Education has produced documents for raising the quality of university music courses, with the aim
of influencing the preparation of music teachers that might in turn lead to the musical education of
children and youth in schools.
CHINA
From ancient times and into the twentieth century, the Chinese viewed music as a means of knowing
morality, beauty, and goodness. The Confucian ideal of virtuous living was believed to be attained
through learning music, which could cultivate honesty, love, and filial piety. Enormous political and
social changes came to China through the ruling Communist Party in the mid-twentieth century; the
value of music in an educational system geared toward socialist principles is stated in the State
Education Commission report of 1994: “to nourish pupils’ love of country, work, science, socialism
and unity,” “to cultivate pupils’ wisdom and aesthetic sense, so as to grow with physical and mental
health,” “to develop their reading ability in music,” and “to nourish pupils’ national pride and self-
confidence through the teaching of representative Chinese folklore.” In the first part of the twentieth
century, emphasis was on the study of Western music theory and group singing (of songs from
Europe, North America, Japan, and China). After 1949, the revolutionary communist government’s
links with Soviet Russia brought about an elitist approach that offered music lessons to the talented
in specially designed institutes of music. However, no music instruction was provided to the masses
in their general education. The Cultural Revolution of 1966-69 closed all schools and sent musicians
out of institutes, conservatories, orchestras, and schools into re-education farms and factory jobs.
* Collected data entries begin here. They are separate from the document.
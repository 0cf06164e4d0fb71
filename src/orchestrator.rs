//! Non-blocking submission of agent runs.
//!
//! `submit` validates the agent, then hands the run to a background task and
//! returns a [`RunHandle`] straight away. The handle carries two single-fire
//! channels: the PID (only sent if a process was created) and the terminal
//! [`RunOutcome`] (always sent, exactly once, after the PID).

use std::sync::Arc;
use std::time::Duration;

use chrono::{DateTime, Utc};
use serde::{Deserialize, Serialize};
use tokio::sync::oneshot;
use tracing::{info, info_span, warn, Instrument};
use uuid::Uuid;

use crate::agents::AgentRegistry;
use crate::backend::outcome::EXIT_LAUNCH_FAILED;
use crate::backend::{ClaudeCodeConfig, CommandBuilder, ProcessSupervisor, RunOutcome};
use crate::config::Config;
use crate::context::{ContextAssembler, RunContext};
use crate::mcp::{resolve, McpConfigStore, McpPoolSource};

/// One task for one agent.
#[derive(Debug, Clone, Serialize, Deserialize)]
pub struct RunRequest {
    /// Agent folder name
    pub agent: String,
    pub task: String,
    #[serde(default)]
    pub context: Option<RunContext>,
    /// Overrides the configured timeout for this run only. Zero means the
    /// configured timeout.
    #[serde(default)]
    pub timeout: Option<Duration>,
}

impl RunRequest {
    pub fn new(agent: impl Into<String>, task: impl Into<String>) -> Self {
        Self {
            agent: agent.into(),
            task: task.into(),
            context: None,
            timeout: None,
        }
    }

    pub fn with_context(mut self, context: RunContext) -> Self {
        self.context = Some(context);
        self
    }

    pub fn with_timeout(mut self, timeout: Duration) -> Self {
        self.timeout = Some(timeout);
        self
    }
}

/// Caller's side of a submitted run.
#[derive(Debug)]
pub struct RunHandle {
    run_id: Uuid,
    started: Option<oneshot::Receiver<u32>>,
    pid: Option<u32>,
    finished: oneshot::Receiver<RunOutcome>,
    submitted_at: DateTime<Utc>,
}

impl RunHandle {
    pub fn run_id(&self) -> Uuid {
        self.run_id
    }

    /// Wait until the process exists. `None` means no process was (or will
    /// be) created for this run.
    pub async fn pid(&mut self) -> Option<u32> {
        if let Some(rx) = self.started.take() {
            self.pid = rx.await.ok();
        }
        self.pid
    }

    /// Wait for the terminal outcome.
    pub async fn outcome(self) -> RunOutcome {
        match self.finished.await {
            Ok(outcome) => outcome,
            // The background task died without reporting (panic or runtime
            // shutdown). Still produce exactly one terminal outcome, carrying
            // the PID if one was sent.
            Err(_) => {
                let pid = match self.started {
                    Some(mut rx) => rx.try_recv().ok(),
                    None => self.pid,
                };
                RunOutcome::supervision_failed(
                    pid,
                    "Run task ended without reporting an outcome",
                    self.submitted_at,
                )
            }
        }
    }

    /// Split into the raw PID and outcome receivers.
    pub fn into_channels(self) -> (oneshot::Receiver<u32>, oneshot::Receiver<RunOutcome>) {
        let started = match self.started {
            Some(rx) => rx,
            None => {
                let (tx, rx) = oneshot::channel();
                if let Some(pid) = self.pid {
                    let _ = tx.send(pid);
                }
                rx
            }
        };
        (started, self.finished)
    }
}

/// Entry point for running agents.
pub struct ExecutionOrchestrator {
    registry: AgentRegistry,
    mcp: Arc<dyn McpPoolSource>,
    assembler: Arc<ContextAssembler>,
    cli: ClaudeCodeConfig,
    default_timeout: Duration,
}

impl ExecutionOrchestrator {
    pub fn new(config: &Config) -> Self {
        Self {
            registry: AgentRegistry::new(config.agents_root.clone()),
            mcp: Arc::new(McpConfigStore::new(config.mcp_config_path.clone())),
            assembler: Arc::new(ContextAssembler::new()),
            cli: ClaudeCodeConfig::from(config),
            default_timeout: config.timeout,
        }
    }

    /// Replace where the MCP server pool comes from.
    pub fn with_pool_source(mut self, source: Arc<dyn McpPoolSource>) -> Self {
        self.mcp = source;
        self
    }

    pub fn with_context_assembler(mut self, assembler: ContextAssembler) -> Self {
        self.assembler = Arc::new(assembler);
        self
    }

    pub fn registry(&self) -> &AgentRegistry {
        &self.registry
    }

    /// Schedule a run and return immediately. Must be called from within a
    /// tokio runtime.
    ///
    /// Precondition failures (bad agent, missing SKILL.md, empty task) are
    /// reported through the handle's outcome like any other failure.
    pub fn submit(&self, request: RunRequest) -> RunHandle {
        let run_id = Uuid::new_v4();
        let submitted_at = Utc::now();
        let (started_tx, started_rx) = oneshot::channel::<u32>();
        let (finished_tx, finished_rx) = oneshot::channel::<RunOutcome>();

        let handle = RunHandle {
            run_id,
            started: Some(started_rx),
            pid: None,
            finished: finished_rx,
            submitted_at,
        };

        let precondition = if request.task.trim().is_empty() {
            Err("Task is required".to_string())
        } else {
            self.registry
                .check(&request.agent)
                .map(|_| ())
                .map_err(|e| e.to_string())
        };
        if let Err(detail) = precondition {
            warn!(%run_id, agent = %request.agent, "Rejected run: {}", detail);
            drop(started_tx);
            let _ = finished_tx.send(RunOutcome::precondition(detail, submitted_at));
            return handle;
        }

        let job = RunJob {
            registry: self.registry.clone(),
            mcp: Arc::clone(&self.mcp),
            assembler: Arc::clone(&self.assembler),
            cli: self.cli.clone(),
            timeout: request
                .timeout
                .filter(|t| !t.is_zero())
                .unwrap_or(self.default_timeout),
            request,
            submitted_at,
        };

        let span = info_span!("run", %run_id, agent = %job.request.agent);
        tokio::spawn(
            async move {
                let outcome = job.execute(started_tx).await;
                info!(
                    kind = %outcome.kind,
                    exit_code = outcome.exit_code,
                    duration_seconds = outcome.duration_seconds,
                    "Run finished"
                );
                let _ = finished_tx.send(outcome);
            }
            .instrument(span),
        );

        handle
    }
}

/// State moved onto the background task for a single run.
struct RunJob {
    registry: AgentRegistry,
    mcp: Arc<dyn McpPoolSource>,
    assembler: Arc<ContextAssembler>,
    cli: ClaudeCodeConfig,
    timeout: Duration,
    request: RunRequest,
    submitted_at: DateTime<Utc>,
}

impl RunJob {
    async fn execute(self, started_tx: oneshot::Sender<u32>) -> RunOutcome {
        let agent = match self.registry.load(&self.request.agent).await {
            Ok(agent) => agent,
            Err(e) => return RunOutcome::precondition(e.to_string(), self.submitted_at),
        };

        // Re-read per run: the user's settings may change between runs.
        let pool = self.mcp.load_pool().await;
        let payload = resolve(&agent.mcp_servers, &pool);
        let context_block = self.assembler.assemble(self.request.context.as_ref()).await;

        let invocation = match CommandBuilder::new(&self.cli).build(
            &agent,
            &self.request.task,
            payload.as_ref(),
            &context_block,
            self.timeout,
        ) {
            Ok(invocation) => invocation,
            Err(e) => {
                return RunOutcome::launch_error(
                    format!("Failed to serialize MCP config: {}", e),
                    EXIT_LAUNCH_FAILED,
                    self.submitted_at,
                )
            }
        };

        ProcessSupervisor::new(self.cli.kill_grace)
            .run(invocation, move |pid| {
                let _ = started_tx.send(pid);
            })
            .await
    }
}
With the re-opening of schools and then the rise of a foreign policy of peaceful co-existence in
the 1980s, the Chinese were introduced to music methods and music education literature from other
nations and cultures. Kodály, Orff, and Dalcroze approaches were modelled by invited music
educators, and their techniques were worked into music instruction in the primary grades. A
Proposal for Improving School Music Education was signed in 1985 by leading musicians, composers,
and music educators in China and received a positive reaction from government officials who
financed teaching materials and musical instruments, especially keyboards.
Singing by rote is still the most frequent school music activity, although children are also learning
to read both Western staff notation and jianpu, a cipher notation system based on the movable doh.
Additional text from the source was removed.